Oprah looked amused. Standing in her own spotlight, finally thin and glamorous at the age of forty, she was anything but nostalgic. “Boy, I didn’t feel it was a family,” she said. “I felt like it was just a phase. I moved on.”

I LOVED THE girl that Oprah was back then,” said Luvenia Harrison Butler. “She was Ope or Opie, and I was Luv or Veenie.… We met in high school and were close until she left town. We used to crack each other up doing Geraldine.” Luvenia laughed as she recalled the comedian Flip Wilson’s cross-dressing impersonation of a sassy female he called Geraldine. Each week on his variety show he sashayed across the stage in a tight Pucci dress, high heels, and a long black wig as a babe brassy enough to scare a bear. From 1970 to 1974, Geraldine was adored by television audiences, black and white.

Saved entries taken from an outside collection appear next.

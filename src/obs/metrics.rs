//! Counters for the token and dispatch flows.
//!
//! - `wechat_enterprise_flow_total{flow, outcome}` counts every refresh, forced refresh,
//!   dispatch, and `gettoken` exchange, once on entry and once on completion.
//! - `wechat_enterprise_dispatch_retry_total{errcode}` counts rejections that made a dispatch
//!   refresh its credential and call the endpoint again.

// self
use crate::obs::{FlowKind, FlowOutcome};

/// Records a flow outcome via the global metrics recorder (when enabled).
pub fn record_flow_outcome(kind: FlowKind, outcome: FlowOutcome) {
	#[cfg(feature = "metrics")]
	{
		metrics::counter!(
			"wechat_enterprise_flow_total",
			"flow" => kind.as_str(),
			"outcome" => outcome.as_str()
		)
		.increment(1);
	}

	#[cfg(not(feature = "metrics"))]
	{
		let _ = (kind, outcome);
	}
}

/// Records the completion of a flow from its result.
pub fn record_flow_result<T, E>(kind: FlowKind, result: &Result<T, E>) {
	record_flow_outcome(kind, completion_outcome(result));
}

/// Records a dispatch retry triggered by the remote `errcode`.
pub fn record_dispatch_retry(code: i64) {
	#[cfg(feature = "metrics")]
	{
		metrics::counter!("wechat_enterprise_dispatch_retry_total", "errcode" => code.to_string())
			.increment(1);
	}

	#[cfg(not(feature = "metrics"))]
	{
		let _ = code;
	}
}

fn completion_outcome<T, E>(result: &Result<T, E>) -> FlowOutcome {
	if result.is_ok() { FlowOutcome::Success } else { FlowOutcome::Failure }
}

“Oprah and I imitated Geraldine all the time,” Luvenia said as she paged through her 1971 high-school yearbook thirty-seven years after graduation. She smiled at what Oprah had written:

Hey, Luv—You are one of the nicest nuts I’ve ever known. Your friendship means and has meant so much to me. I’ll always remember … “A pea’s a pea, a bean’s a bean, who you think you playin’ with—Geraldine!” You’ll go a long way and be ultra successful. Good luck! Remember me.

Over lunch in 2008, Luvenia shook her head with amusement. “Remember her? Lord in Heaven, who can forget her? She’s announcing herself to the world every time you turn around.”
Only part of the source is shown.